● Problem requirements
Please report, as a bare number, how many lines below include the string "RecoveryWarning".
Data for the task section start
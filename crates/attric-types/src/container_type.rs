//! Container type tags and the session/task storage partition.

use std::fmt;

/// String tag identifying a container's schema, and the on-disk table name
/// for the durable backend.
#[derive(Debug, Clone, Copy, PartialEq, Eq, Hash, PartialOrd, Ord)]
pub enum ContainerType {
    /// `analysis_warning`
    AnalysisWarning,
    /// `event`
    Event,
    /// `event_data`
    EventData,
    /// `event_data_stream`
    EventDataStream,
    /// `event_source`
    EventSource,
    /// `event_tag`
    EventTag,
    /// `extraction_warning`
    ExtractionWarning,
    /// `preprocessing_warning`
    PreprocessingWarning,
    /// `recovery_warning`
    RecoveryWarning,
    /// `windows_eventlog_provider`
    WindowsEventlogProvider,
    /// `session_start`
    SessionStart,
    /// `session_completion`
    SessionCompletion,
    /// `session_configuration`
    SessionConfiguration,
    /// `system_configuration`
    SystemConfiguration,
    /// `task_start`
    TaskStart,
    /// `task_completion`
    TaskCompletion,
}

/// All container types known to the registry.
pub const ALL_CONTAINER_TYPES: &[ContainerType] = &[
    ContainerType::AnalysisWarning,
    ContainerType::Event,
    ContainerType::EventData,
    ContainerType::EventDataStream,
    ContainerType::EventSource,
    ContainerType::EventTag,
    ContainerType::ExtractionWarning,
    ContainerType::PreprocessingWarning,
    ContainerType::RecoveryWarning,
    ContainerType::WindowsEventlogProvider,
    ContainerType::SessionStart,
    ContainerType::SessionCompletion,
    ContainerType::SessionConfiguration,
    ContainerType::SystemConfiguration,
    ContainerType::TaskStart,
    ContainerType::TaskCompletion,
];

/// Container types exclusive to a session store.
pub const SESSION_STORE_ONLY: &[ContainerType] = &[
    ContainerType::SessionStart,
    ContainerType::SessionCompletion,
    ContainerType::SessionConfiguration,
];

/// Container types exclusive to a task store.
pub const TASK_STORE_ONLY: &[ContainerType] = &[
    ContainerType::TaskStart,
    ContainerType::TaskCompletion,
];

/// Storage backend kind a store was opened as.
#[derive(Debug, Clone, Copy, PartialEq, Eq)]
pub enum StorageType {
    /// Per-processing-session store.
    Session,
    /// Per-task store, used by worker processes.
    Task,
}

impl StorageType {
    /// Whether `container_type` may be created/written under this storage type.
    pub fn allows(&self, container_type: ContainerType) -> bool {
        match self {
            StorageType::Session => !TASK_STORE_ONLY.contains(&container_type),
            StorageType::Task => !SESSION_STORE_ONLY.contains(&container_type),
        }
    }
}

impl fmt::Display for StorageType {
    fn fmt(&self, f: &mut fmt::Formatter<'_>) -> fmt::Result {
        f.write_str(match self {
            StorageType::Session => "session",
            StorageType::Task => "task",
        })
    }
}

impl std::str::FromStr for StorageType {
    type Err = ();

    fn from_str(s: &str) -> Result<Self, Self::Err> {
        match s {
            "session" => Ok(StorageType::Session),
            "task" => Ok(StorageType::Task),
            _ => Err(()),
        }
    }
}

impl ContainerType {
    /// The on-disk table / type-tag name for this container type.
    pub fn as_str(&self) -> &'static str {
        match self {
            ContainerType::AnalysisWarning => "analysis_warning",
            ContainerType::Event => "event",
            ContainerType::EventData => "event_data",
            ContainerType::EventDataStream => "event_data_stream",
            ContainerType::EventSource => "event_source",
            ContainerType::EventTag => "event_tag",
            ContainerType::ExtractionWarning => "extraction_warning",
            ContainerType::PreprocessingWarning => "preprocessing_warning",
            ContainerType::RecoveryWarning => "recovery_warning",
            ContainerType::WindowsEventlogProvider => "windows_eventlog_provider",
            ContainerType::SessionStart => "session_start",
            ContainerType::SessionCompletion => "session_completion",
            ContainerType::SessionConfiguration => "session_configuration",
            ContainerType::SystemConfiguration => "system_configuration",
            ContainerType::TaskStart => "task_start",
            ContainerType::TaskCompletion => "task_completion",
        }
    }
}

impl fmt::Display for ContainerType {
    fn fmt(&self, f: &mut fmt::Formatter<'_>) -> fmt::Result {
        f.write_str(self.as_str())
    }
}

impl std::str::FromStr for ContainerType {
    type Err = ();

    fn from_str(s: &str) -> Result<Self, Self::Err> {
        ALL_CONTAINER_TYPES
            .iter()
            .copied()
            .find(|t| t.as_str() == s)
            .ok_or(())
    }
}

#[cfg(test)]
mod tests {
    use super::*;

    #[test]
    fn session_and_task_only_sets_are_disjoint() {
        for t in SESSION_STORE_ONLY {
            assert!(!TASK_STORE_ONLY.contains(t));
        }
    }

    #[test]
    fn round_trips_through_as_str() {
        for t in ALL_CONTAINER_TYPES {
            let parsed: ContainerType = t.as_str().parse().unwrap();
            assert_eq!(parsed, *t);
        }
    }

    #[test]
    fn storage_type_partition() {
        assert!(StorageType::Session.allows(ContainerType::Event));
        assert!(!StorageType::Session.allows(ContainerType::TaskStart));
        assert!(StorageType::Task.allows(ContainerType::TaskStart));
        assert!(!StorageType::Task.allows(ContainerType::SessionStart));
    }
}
Data for the task section end
● Response area
3